Are formed with input / output terminal electrodes 42 and 43 at both ends. The annular input / output terminal electrodes 42 and 43 are
5, 46 are partially separated.

[0027]

As is apparent from the above description, according to the present invention, the annular electrode which substantially goes around the outer peripheral surface of the core member and is located outside the coil conductor is partly divided by the dividing groove. Is divided, so that the function as a short ring is suppressed. Therefore, the energy loss is suppressed, the Q value of the coil conductor is prevented from lowering, and the inductance value is prevented from lowering, so that an inductor having excellent characteristics can be obtained.

[Brief description of the drawings]

FIG. 1 is a perspective view showing a manufacturing procedure of a first embodiment of an inductor according to the present invention.

FIG. 2 is a perspective view showing the procedure of manufacturing the inductor following FIG. 1;

FIG. 3 is a perspective view showing an appearance of an inductor according to the present invention.

FIG. 4 is a development view of the inductor shown in FIG. 3;

FIG. 5 is a perspective view showing a second embodiment of the inductor according to the present invention.

FIG. 6 is a development view of the inductor shown in FIG. 5;

FIG. 7 is a perspective view showing a third embodiment of the inductor according to the present invention.
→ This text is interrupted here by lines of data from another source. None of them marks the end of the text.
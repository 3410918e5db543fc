//! Open-play utilization: off-peak solver and opening ramp

use serde::Serialize;
use tracing::warn;

use crate::config::{FacilityConfig, OpenPlayConfig, RampConfig};

/// Off-peak utilization plus any note about clamping
#[derive(Debug, Clone, Serialize, PartialEq)]
pub struct SolvedUtilization {
    pub offpeak: f64,

    /// Blended open-play utilization the chosen off-peak level gives
    pub overall: f64,
    pub warning: Option<String>,
}

impl SolvedUtilization {
    fn new(offpeak: f64, prime_utilization: f64, prime_share: f64, warning: Option<String>) -> Self {
        Self { offpeak, overall: overall_utilization(prime_utilization, offpeak, prime_share), warning }
    }
}

/// Solve `overall = s·u_prime + (1 − s)·u_off` for `u_off`, clamped to bounds
pub fn solve_offpeak_utilization(
    overall_target: f64,
    prime_utilization: f64,
    prime_share: f64,
    min: f64,
    max: f64,
) -> SolvedUtilization {
    if prime_share >= 1.0 {
        let message = "Prime share is 100%, no off-peak hours to utilize".to_string();
        return SolvedUtilization::new(0.0, prime_utilization, prime_share, Some(message));
    }

    let raw = (overall_target - prime_share * prime_utilization) / (1.0 - prime_share);
    if raw < min {
        let message = format!("Solved off-peak utilization {:.1}% below minimum {:.0}%, clamping", raw * 100.0, min * 100.0);
        warn!("{}", message);
        SolvedUtilization::new(min, prime_utilization, prime_share, Some(message))
    } else if raw > max {
        let message = format!("Solved off-peak utilization {:.1}% above maximum {:.0}%, clamping", raw * 100.0, max * 100.0);
        warn!("{}", message);
        SolvedUtilization::new(max, prime_utilization, prime_share, Some(message))
    } else {
        SolvedUtilization::new(raw, prime_utilization, prime_share, None)
    }
}

/// Blend prime and off-peak utilization by prime share
pub fn overall_utilization(prime_utilization: f64, offpeak_utilization: f64, prime_share: f64) -> f64 {
    prime_share * prime_utilization + (1.0 - prime_share) * offpeak_utilization
}

/// Steady-state off-peak utilization: configured value or the solver's answer
pub fn resolve_offpeak(open_play: &OpenPlayConfig, prime_share: f64) -> SolvedUtilization {
    match open_play.offpeak_utilization {
        Some(fixed) => SolvedUtilization::new(fixed, open_play.prime_utilization, prime_share, None),
        None => solve_offpeak_utilization(
            open_play.target_overall_utilization,
            open_play.prime_utilization,
            prime_share,
            open_play.offpeak_min,
            open_play.offpeak_max,
        ),
    }
}

/// Operating levels for one month of the opening ramp
#[derive(Debug, Clone, Copy, Serialize, PartialEq)]
pub struct RampLevels {
    /// 0..=1 progress toward steady state
    pub factor: f64,
    pub league_fill_rate: f64,
    pub prime_utilization: f64,
    pub offpeak_utilization: f64,
}

impl RampLevels {
    /// Levels once the ramp is complete
    pub fn steady(config: &FacilityConfig, offpeak_utilization: f64) -> Self {
        Self {
            factor: 1.0,
            league_fill_rate: config.league.fill_rate,
            prime_utilization: config.open_play.prime_utilization,
            offpeak_utilization,
        }
    }

    /// Levels for month index `month` (0-based)
    pub fn for_month(config: &FacilityConfig, offpeak_utilization: f64, month: u32) -> Self {
        let steady = Self::steady(config, offpeak_utilization);
        steady.ramped(&config.ramp, month)
    }

    fn ramped(self, ramp: &RampConfig, month: u32) -> Self {
        if month + 1 >= ramp.months {
            return self;
        }
        let factor = (month + 1) as f64 / ramp.months as f64;
        let floor = ramp.fill_rate_floor.min(self.league_fill_rate);
        Self {
            factor,
            league_fill_rate: floor + (self.league_fill_rate - floor) * factor,
            prime_utilization: self.prime_utilization
                * (ramp.prime_utilization_start + (1.0 - ramp.prime_utilization_start) * factor),
            offpeak_utilization: self.offpeak_utilization
                * (ramp.offpeak_utilization_start + (1.0 - ramp.offpeak_utilization_start) * factor),
        }
    }
}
FIG. 8 is a developed view of the inductor shown in FIG. 7;

FIG. 9 is a sectional view showing a mounting state of the inductor shown in FIG. 7;

FIG. 10 is a perspective view showing another embodiment.

FIG. 11 is a perspective view showing a conventional inductor.
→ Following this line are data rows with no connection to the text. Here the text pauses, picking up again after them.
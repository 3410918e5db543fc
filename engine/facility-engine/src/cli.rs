//! # Command Line Interface
//!
//! Runs projections from a TOML configuration and prints JSON or a text summary.

use anyhow::{bail, Context, Result};
use clap::{Parser, Subcommand};
use colored::*;
use std::path::{Path, PathBuf};

use crate::config::FacilityConfig;
use crate::guardrails::{GuardrailReport, GuardrailStatus};
use crate::metrics::{align_with_actuals, HistoricalActual};
use crate::money::Money;
use crate::reference::{legacy_monthly_revenue, legacy_ramp_month};
use crate::sweep::{linspace, sweep, SweepParameter};
use crate::ProjectionBundle;

/// Facility projection CLI
#[derive(Parser)]
#[command(name = "facility-cli")]
#[command(about = "Financial projections for an indoor multi-court facility")]
pub struct Cli {
    /// TOML configuration; defaults plus FACILITY_* environment overrides when absent
    #[arg(short, long, global = true)]
    pub config: Option<PathBuf>,

    /// Print JSON instead of a text summary
    #[arg(long, global = true)]
    pub json: bool,

    /// Emit logs as JSON
    #[arg(long, global = true)]
    pub log_json: bool,

    /// Command to execute
    #[command(subcommand)]
    pub command: Commands,
}

#[derive(Subcommand)]
pub enum Commands {
    /// Monthly projection with yearly roll-ups
    Project,
    /// Run the guardrail battery; exits non-zero on any failure
    Guardrails,
    /// Hour-by-hour allocation and revenue breakdown
    Breakdown,
    /// Vary one parameter across a range
    Sweep {
        /// Parameter to vary (member-cap, loan-apr, prime-utilization, league-fill-rate,
        /// league-member-share, courts, rent-monthly)
        parameter: String,
        #[arg(long)]
        start: f64,
        #[arg(long)]
        end: f64,
        #[arg(long, default_value = "5")]
        steps: usize,
    },
    /// Monthly series in historical-actuals shape, optionally paired with recorded months
    Metrics {
        /// JSON array of historical actuals
        #[arg(long)]
        actuals: Option<PathBuf>,
    },
    /// One month of the legacy single-rate model the historical actuals were validated with
    Reference {
        /// Volume scale (1.0 = mature facility)
        #[arg(long, conflicts_with = "month")]
        growth_factor: Option<f64>,

        /// Month index on the legacy opening ramp
        #[arg(long)]
        month: Option<u32>,
    },
    /// Print the default configuration as TOML
    Defaults {
        /// Write to a file instead of stdout
        #[arg(short, long)]
        output: Option<PathBuf>,
    },
}

fn path_str(path: &Path) -> Result<&str> {
    path.to_str().with_context(|| format!("path is not valid UTF-8: {}", path.display()))
}

/// Load the configuration named on the command line
pub fn load_config(path: Option<&Path>) -> Result<FacilityConfig> {
    match path {
        Some(path) => FacilityConfig::from_file(path_str(path)?)
            .with_context(|| format!("failed to load configuration from {}", path.display())),
        None => FacilityConfig::from_env(),
    }
}

/// CLI handler
pub struct CliHandler {
    config: FacilityConfig,
    json: bool,
}

impl CliHandler {
    pub fn new(config: FacilityConfig, json: bool) -> Self {
        Self { config, json }
    }

    /// Handle CLI commands
    pub fn handle_command(&self, command: Commands) -> Result<()> {
        match command {
            Commands::Project => self.show_projection()?,
            Commands::Guardrails => self.show_guardrails()?,
            Commands::Breakdown => self.show_breakdown()?,
            Commands::Sweep { parameter, start, end, steps } => self.run_sweep(&parameter, start, end, steps)?,
            Commands::Metrics { actuals } => self.show_metrics(actuals.as_deref())?,
            Commands::Reference { growth_factor, month } => self.show_reference(growth_factor, month)?,
            Commands::Defaults { output } => self.write_defaults(output.as_deref())?,
        }
        Ok(())
    }

    fn compute(&self) -> Result<ProjectionBundle> {
        crate::compute(&self.config).context("projection failed")
    }

    fn print_json<T: serde::Serialize>(value: &T) -> Result<()> {
        println!("{}", serde_json::to_string_pretty(value)?);
        Ok(())
    }

    fn show_projection(&self) -> Result<()> {
        let bundle = self.compute()?;
        if self.json {
            return Self::print_json(&bundle);
        }

        let statements = &bundle.statements;
        println!("{}", "Monthly projection".cyan().bold());
        println!(
            "{:<8} {:>7} {:>12} {:>12} {:>12} {:>12} {:>8}",
            "month", "members", "revenue", "EBITDA", "net income", "cash", "DSCR"
        );
        for m in &statements.months {
            let dscr = m.dscr.map(|d| format!("{d:.2}")).unwrap_or_else(|| "-".to_string());
            let ebitda = format!("{:>12.0}", m.ebitda);
            let ebitda = if m.ebitda < Money::ZERO { ebitda.red() } else { ebitda.normal() };
            println!(
                "{:<8} {:>7} {:>12.0} {} {:>12.0} {:>12.0} {:>8}",
                m.month, m.members, m.total_revenue, ebitda, m.net_income, m.cash, dscr
            );
        }

        println!();
        for y in &statements.years {
            println!(
                "{} revenue {:.0}, EBITDA {:.0}, net income {:.0}, ending cash {:.0}, min DSCR {}, break-even {}",
                format!("Year {}:", y.year).bold(),
                y.revenue,
                y.ebitda,
                y.net_income,
                y.ending_cash,
                y.min_dscr.map(|d| format!("{d:.2}")).unwrap_or_else(|| "-".to_string()),
                y.break_even_month.as_deref().unwrap_or("-")
            );
        }
        if let Some(first) = statements.break_even_month() {
            println!("First EBITDA-positive month: {}", first.month);
        }
        println!(
            "Loan {:.0} at {:.2}/month, RevPACH ${:.2}, revenue per utilized hour ${:.2}",
            bundle.capital.loan,
            statements.loan_payment,
            bundle.revpach(),
            bundle.rev_per_utilized_hour()
        );
        Ok(())
    }

    fn print_report(report: &GuardrailReport) {
        for check in &report.checks {
            let status = match check.status {
                GuardrailStatus::Pass => check.status.to_string().green(),
                GuardrailStatus::Warn => check.status.to_string().yellow(),
                GuardrailStatus::Fail => check.status.to_string().red().bold(),
            };
            println!(
                "[{}] {:<22} measured {:>14.2}  threshold {:>14.2}  {}",
                status, check.name, check.measured, check.threshold, check.detail
            );
        }
    }

    fn show_guardrails(&self) -> Result<()> {
        let bundle = self.compute()?;
        if self.json {
            Self::print_json(&bundle.guardrails)?;
        } else {
            println!("{}", "Guardrails".cyan().bold());
            Self::print_report(&bundle.guardrails);
        }
        let failures = bundle.guardrails.count(GuardrailStatus::Fail);
        if failures > 0 {
            bail!("{failures} guardrail(s) failed");
        }
        Ok(())
    }

    fn show_breakdown(&self) -> Result<()> {
        let bundle = self.compute()?;
        if self.json {
            return Self::print_json(&serde_json::json!({
                "allocation": bundle.allocation,
                "weekly_revenue": bundle.revenue.weekly,
                "annual_revenue": bundle.revenue.annual,
            }));
        }
        print!("{}", bundle.debug_view());
        Ok(())
    }

    fn run_sweep(&self, parameter: &str, start: f64, end: f64, steps: usize) -> Result<()> {
        let parameter: SweepParameter = parameter.parse()?;
        let outcomes = sweep(&self.config, parameter, &linspace(start, end, steps));
        if self.json {
            return Self::print_json(&outcomes);
        }

        println!("{}", format!("Sweep over {parameter}").cyan().bold());
        println!(
            "{:>12} {:>14} {:>14} {:>10} {:>10} {:>10}  guardrails",
            "value", "final EBITDA", "ending cash", "min DSCR", "RevPACH", "Rev/UtilHr"
        );
        let fmt = |v: Option<f64>| v.map(|v| format!("{v:.2}")).unwrap_or_else(|| "-".to_string());
        let fmt_money = |v: Option<Money>| v.map(|v| format!("{v:.0}")).unwrap_or_else(|| "-".to_string());
        for o in &outcomes {
            let verdict = match (&o.error, o.guardrails_passed) {
                (Some(e), _) => e.red(),
                (None, true) => "ok".green(),
                (None, false) => "failed".red(),
            };
            println!(
                "{:>12.4} {:>14} {:>14} {:>10} {:>10} {:>10}  {}",
                o.value,
                fmt_money(o.final_year_ebitda),
                fmt_money(o.ending_cash),
                fmt(o.min_dscr),
                fmt(o.revpach),
                fmt(o.rev_per_utilized_hour),
                verdict
            );
        }
        Ok(())
    }

    fn show_metrics(&self, actuals: Option<&Path>) -> Result<()> {
        let bundle = self.compute()?;
        let series = bundle.metrics_series();
        let Some(path) = actuals else {
            return Self::print_json(&series);
        };

        let content =
            std::fs::read_to_string(path).with_context(|| format!("failed to read actuals from {}", path.display()))?;
        let actuals: Vec<HistoricalActual> = serde_json::from_str(&content).context("failed to parse actuals")?;
        Self::print_json(&align_with_actuals(&series, &actuals))
    }

    fn show_reference(&self, growth_factor: Option<f64>, month: Option<u32>) -> Result<()> {
        let reference = &self.config.reference;
        let cap = self.config.membership.member_cap;
        let month = match month {
            Some(index) => legacy_ramp_month(reference, cap, index),
            None => legacy_monthly_revenue(reference, cap, growth_factor.unwrap_or(1.0)),
        };
        if self.json {
            return Self::print_json(&month);
        }

        println!("{}", "Legacy single-rate model".cyan().bold());
        println!("  members          {:>10}", month.members);
        println!("  membership       {:>10.0}", month.membership_revenue);
        println!("  court (member)   {:>10.0}", month.member_court_revenue);
        println!("  court (other)    {:>10.0}", month.non_member_court_revenue);
        println!("  programming      {:>10.0}", month.programming);
        println!("  ancillary        {:>10.0}", month.ancillary);
        println!("  {}            {:>10.0}", "total".bold(), month.total());
        println!("  utilization      {:>9.1}%", month.utilization * 100.0);
        Ok(())
    }

    fn write_defaults(&self, output: Option<&Path>) -> Result<()> {
        let defaults = FacilityConfig::default();
        match output {
            Some(path) => {
                defaults.to_file(path_str(path)?)?;
                println!("{} {}", "Wrote".green(), path.display());
            }
            None => print!("{}", toml::to_string_pretty(&defaults)?),
        }
        Ok(())
    }
}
FIG. 12 is a development view of the inductor shown in FIG. 11;

[Explanation of symbols]

10, 30, 35, 40 ... inductor 11, 41 ... core member 15, 16, 15a to 15d, 16a to 16d, 45,
46 ... dividing groove 19, 20, 42, 43 ... terminal electrode (annular electrode) 22, 44 ... spiral coil conductor 31 ... annular electrode

 ──────────────────────────────────────────────────続 き Continued on the front page (72) Inventor Etsuji Yamamoto 2-26-10 Tenjin, Nagaokakyo-shi, Kyoto Inside Murata Manufacturing Co., Ltd. (72) Inventor Minoru Tamada 2-26-10 Tenjin, Nagaokakyo-shi, Kyoto Stock Company F-term in Murata Manufacturing (reference) 5E070 AA01 AB04 AB06 BA07 CC03 CC10 EA01 EB03

Claims (2)

[Claims] 1. A core member, a coil conductor that spirals around the outer peripheral surface of the core member, and an annular ring that substantially surrounds the outer peripheral surface of the core member and that is located outside the coil conductor. An inductor, comprising: an electrode; and a dividing groove provided from an end of the coil conductor to the annular electrode. 2. The inductor according to claim 1, wherein the length of the dividing groove is equal to or more than の of the diameter of the coil conductor that spirals around.